The
son-of-a-gun from Bitter Creek, like the "elegant gentleman" from the Dark
and Bloody Ground, represents a certain type to be found more or less
developed in each and every State of the Union. He is not always a coward.
Driven, as it were, to the wall, he will often make good.
He is as a rule in quest of adventures. He enters the village from the
countryside and approaches the melee. "Is it a free fight?" says he.
Assured that it is, "Count me in," says he. Ten minutes later, "Is it still
a free fight?" he says, and, again assured in the affirmative, says he,
"Count me out."
Once the greatest of bullies provoked old Aaron Pennington, "the strongest
man in the world," who struck out from the shoulder and landed his victim
in the middle of the street. Here he lay in a helpless heap until they
carted him off to the hospital, where for a day or two he flickered between
life and death. "Foh God," said Pennington, "I barely teched him."
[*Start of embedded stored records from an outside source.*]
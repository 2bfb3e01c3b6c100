use std::collections::HashSet;
use std::path::{Path, PathBuf};

use glam::{Quat, Vec3};
use gltf::animation::util::ReadOutputs;

use crate::animation::{AnimationClip, Interpolation, Track, TrackValues};
use crate::scene::{Material, Mesh, Primitive, SceneAsset, SceneNode, Transform};

use super::loader::{AssetError, AssetLoader};

/// Loads `.gltf` / `.glb` files from disk through the `gltf` crate.
///
/// Relative sources resolve against `root` when one is set.
#[derive(Debug, Clone, Default)]
pub struct GltfLoader {
    root: Option<PathBuf>,
}

impl GltfLoader {
    pub fn new() -> Self {
        Self::default()
    }

    pub fn with_root(root: impl Into<PathBuf>) -> Self {
        Self { root: Some(root.into()) }
    }

    fn resolve(&self, source: &str) -> PathBuf {
        let path = Path::new(source);
        match &self.root {
            Some(root) if path.is_relative() => root.join(path),
            _ => path.to_path_buf(),
        }
    }
}

impl AssetLoader for GltfLoader {
    async fn load(&self, source: &str) -> Result<SceneAsset, AssetError> {
        let path = self.resolve(source);
        if !path.is_file() {
            return Err(AssetError::NotFound(path));
        }

        log::info!("loading asset {}", path.display());
        let (doc, buffers, _images) = gltf::import(&path).map_err(|source| AssetError::Import {
            path: path.clone(),
            source,
        })?;

        let asset = convert_document(source, &doc, &buffers)?;
        let stats = asset.stats();
        log::info!(
            "asset loaded: {} nodes, {} meshes ({} primitives, {} triangles), {} clips",
            stats.nodes,
            stats.meshes,
            stats.primitives,
            stats.triangles,
            stats.clips
        );
        Ok(asset)
    }
}

fn convert_document(source: &str, doc: &gltf::Document, buffers: &[gltf::buffer::Data]) -> Result<SceneAsset, AssetError> {
    let get = |b: gltf::Buffer<'_>| buffers.get(b.index()).map(|d| d.0.as_slice());

    let nodes: Vec<SceneNode> = doc
        .nodes()
        .map(|node| {
            let (t, r, s) = node.transform().decomposed();
            SceneNode {
                name: node.name().map(str::to_string),
                transform: Transform::from_decomposed(t, r, s),
                children: node.children().map(|c| c.index()).collect(),
                mesh: node.mesh().map(|m| m.index()),
            }
        })
        .collect();

    let roots = match doc.default_scene().or_else(|| doc.scenes().next()) {
        Some(scene) => scene.nodes().map(|n| n.index()).collect(),
        None => orphan_nodes(&nodes),
    };

    let mut meshes = Vec::with_capacity(doc.meshes().len());
    for mesh in doc.meshes() {
        let mut primitives = Vec::new();
        for prim in mesh.primitives() {
            if prim.mode() != gltf::mesh::Mode::Triangles {
                log::debug!("mesh {}: skipping {:?} primitive", mesh.index(), prim.mode());
                continue;
            }

            let reader = prim.reader(get);
            let Some(positions) = reader.read_positions() else {
                log::debug!("mesh {}: primitive without positions skipped", mesh.index());
                continue;
            };
            let positions: Vec<[f32; 3]> = positions.collect();

            let indices: Vec<u32> = match reader.read_indices() {
                Some(ix) => ix.into_u32().collect(),
                None => (0..positions.len() as u32).collect(),
            };
            if let Some(&bad) = indices.iter().find(|&&i| i as usize >= positions.len()) {
                return Err(AssetError::Invalid {
                    source_name: source.to_string(),
                    reason: format!("mesh {} index {bad} out of range ({} vertices)", mesh.index(), positions.len()),
                });
            }

            let normals = match reader.read_normals() {
                Some(n) => n.collect(),
                None => smooth_normals(&positions, &indices),
            };

            let material = prim.material();
            primitives.push(Primitive {
                positions,
                normals,
                indices,
                material: Material {
                    base_color: material.pbr_metallic_roughness().base_color_factor(),
                    emissive: material.emissive_factor(),
                },
            });
        }

        meshes.push(Mesh {
            name: mesh.name().map(str::to_string),
            primitives,
        });
    }

    let clips = doc
        .animations()
        .map(|anim| read_clip(&anim, get))
        .collect();

    Ok(SceneAsset {
        source: source.to_string(),
        nodes,
        roots,
        meshes,
        clips,
    })
}

fn read_clip<'a, 's, F>(anim: &gltf::Animation<'a>, get: F) -> AnimationClip
where
    F: Clone + Fn(gltf::Buffer<'a>) -> Option<&'s [u8]>,
{
    let mut tracks = Vec::new();

    for channel in anim.channels() {
        let reader = channel.reader(get.clone());
        let node = channel.target().node().index();

        let Some(times) = reader.read_inputs() else { continue };
        let times: Vec<f32> = times.collect();

        let values = match reader.read_outputs() {
            Some(ReadOutputs::Translations(v)) => TrackValues::Translation(v.map(Vec3::from_array).collect()),
            Some(ReadOutputs::Rotations(v)) => TrackValues::Rotation(v.into_f32().map(Quat::from_array).collect()),
            Some(ReadOutputs::Scales(v)) => TrackValues::Scale(v.map(Vec3::from_array).collect()),
            Some(ReadOutputs::MorphTargetWeights(_)) => {
                log::debug!("animation {}: morph target channel ignored", anim.index());
                continue;
            }
            None => continue,
        };

        let interpolation = match channel.sampler().interpolation() {
            gltf::animation::Interpolation::Linear => Interpolation::Linear,
            gltf::animation::Interpolation::Step => Interpolation::Step,
            gltf::animation::Interpolation::CubicSpline => Interpolation::CubicSpline,
        };

        tracks.push(Track {
            node,
            times,
            values,
            interpolation,
        });
    }

    AnimationClip::new(anim.name().unwrap_or_default(), tracks)
}

/// Nodes that are nobody's child.
fn orphan_nodes(nodes: &[SceneNode]) -> Vec<usize> {
    let children: HashSet<usize> = nodes.iter().flat_map(|n| n.children.iter().copied()).collect();
    (0..nodes.len()).filter(|i| !children.contains(i)).collect()
}

/// Area-weighted vertex normals.
fn smooth_normals(positions: &[[f32; 3]], indices: &[u32]) -> Vec<[f32; 3]> {
    let mut acc = vec![Vec3::ZERO; positions.len()];
    for tri in indices.chunks_exact(3) {
        let [a, b, c] = [tri[0] as usize, tri[1] as usize, tri[2] as usize];
        let (pa, pb, pc) = (
            Vec3::from_array(positions[a]),
            Vec3::from_array(positions[b]),
            Vec3::from_array(positions[c]),
        );
        let n = (pb - pa).cross(pc - pa);
        acc[a] += n;
        acc[b] += n;
        acc[c] += n;
    }
    acc.into_iter()
        .map(|n| n.try_normalize().unwrap_or(Vec3::Y).to_array())
        .collect()
}

#[cfg(test)]
mod tests {
    use super::*;

    const TRIANGLE_GLTF: &str = r#"{
      "asset": { "version": "2.0" },
      "scene": 0,
      "scenes": [ { "nodes": [0] } ],
      "nodes": [
        { "name": "root", "children": [1], "translation": [0.0, 1.0, 0.0] },
        { "name": "drive", "mesh": 0 }
      ],
      "meshes": [
        { "name": "tri", "primitives": [ { "attributes": { "POSITION": 0 }, "indices": 3, "material": 0 } ] }
      ],
      "materials": [
        { "pbrMetallicRoughness": { "baseColorFactor": [0.5, 0.5, 0.5, 1.0] }, "emissiveFactor": [1.0, 0.5, 0.0] }
      ],
      "animations": [
        {
          "name": "Spin",
          "channels": [ { "sampler": 0, "target": { "node": 1, "path": "translation" } } ],
          "samplers": [ { "input": 1, "output": 2, "interpolation": "LINEAR" } ]
        }
      ],
      "buffers": [ { "uri": "tri.bin", "byteLength": 74 } ],
      "bufferViews": [
        { "buffer": 0, "byteOffset": 0, "byteLength": 36 },
        { "buffer": 0, "byteOffset": 36, "byteLength": 8 },
        { "buffer": 0, "byteOffset": 44, "byteLength": 24 },
        { "buffer": 0, "byteOffset": 68, "byteLength": 6 }
      ],
      "accessors": [
        { "bufferView": 0, "componentType": 5126, "count": 3, "type": "VEC3", "min": [0.0, 0.0, 0.0], "max": [1.0, 1.0, 0.0] },
        { "bufferView": 1, "componentType": 5126, "count": 2, "type": "SCALAR", "min": [0.0], "max": [2.0] },
        { "bufferView": 2, "componentType": 5126, "count": 2, "type": "VEC3" },
        { "bufferView": 3, "componentType": 5123, "count": 3, "type": "SCALAR" }
      ]
    }"#;

    fn triangle_bin() -> Vec<u8> {
        let floats: [f32; 17] = [
            // positions
            0.0, 0.0, 0.0, 1.0, 0.0, 0.0, 0.0, 1.0, 0.0,
            // key times
            0.0, 2.0,
            // translations
            0.0, 0.0, 0.0, 4.0, 0.0, 0.0,
        ];
        let mut bytes: Vec<u8> = floats.iter().flat_map(|f| f.to_le_bytes()).collect();
        for i in [0u16, 1, 2] {
            bytes.extend_from_slice(&i.to_le_bytes());
        }
        bytes
    }

    fn write_fixture(name: &str) -> PathBuf {
        let dir = std::env::temp_dir().join(format!("ionview-{name}-{}", std::process::id()));
        std::fs::create_dir_all(&dir).unwrap();
        std::fs::write(dir.join("tri.gltf"), TRIANGLE_GLTF).unwrap();
        std::fs::write(dir.join("tri.bin"), triangle_bin()).unwrap();
        dir
    }

    #[test]
    fn loads_nodes_meshes_and_clips() {
        let dir = write_fixture("load");
        let loader = GltfLoader::with_root(&dir);
        let asset = pollster::block_on(loader.load("tri.gltf")).unwrap();

        assert_eq!(asset.roots, vec![0]);
        assert_eq!(asset.nodes.len(), 2);
        assert_eq!(asset.nodes[0].children, vec![1]);
        assert_eq!(asset.nodes[1].mesh, Some(0));
        assert_eq!(asset.nodes[0].transform.translation, Vec3::new(0.0, 1.0, 0.0));

        let prim = &asset.meshes[0].primitives[0];
        assert_eq!(prim.indices, vec![0, 1, 2]);
        assert_eq!(prim.material.base_color, [0.5, 0.5, 0.5, 1.0]);
        assert_eq!(prim.material.emissive, [1.0, 0.5, 0.0]);
        for n in &prim.normals {
            assert_eq!(*n, [0.0, 0.0, 1.0]);
        }

        assert_eq!(asset.clips.len(), 1);
        let clip = &asset.clips[0];
        assert_eq!(clip.name(), "Spin");
        assert_eq!(clip.duration(), 2.0);
        assert_eq!(clip.tracks()[0].node, 1);

        std::fs::remove_dir_all(dir).ok();
    }

    #[test]
    fn missing_file_is_not_found() {
        let loader = GltfLoader::new();
        let err = pollster::block_on(loader.load("definitely/not/here.glb")).unwrap_err();
        assert!(matches!(err, AssetError::NotFound(_)));
    }

    #[test]
    fn corrupt_file_is_import_error() {
        let dir = std::env::temp_dir().join(format!("ionview-corrupt-{}", std::process::id()));
        std::fs::create_dir_all(&dir).unwrap();
        std::fs::write(dir.join("bad.glb"), b"not a gltf file").unwrap();

        let err = pollster::block_on(GltfLoader::with_root(&dir).load("bad.glb")).unwrap_err();
        assert!(matches!(err, AssetError::Import { .. }));

        std::fs::remove_dir_all(dir).ok();
    }

    #[test]
    fn orphans_become_roots_without_scene() {
        let nodes = vec![
            SceneNode { children: vec![2], ..Default::default() },
            SceneNode::default(),
            SceneNode::default(),
        ];
        assert_eq!(orphan_nodes(&nodes), vec![0, 1]);
    }
}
This same bully threatened that when a certain mountain man came to town
he would "finish him." The mountain man came. He was enveloped in an
old-fashioned cloak, presumably concealing his armament, and walked about
ostentatiously in the proximity of his boastful foeman, who remained as
passive as a lamb. When, having failed to provoke a fight, he had taken
himself off, an onlooker said: "Bill, I thought you were going to do him
up?"
"But," says Bill, "did you see him?"
"Yes, I saw him. What of that?"
"Why," exclaimed the bully, "that man was a walking arsenal.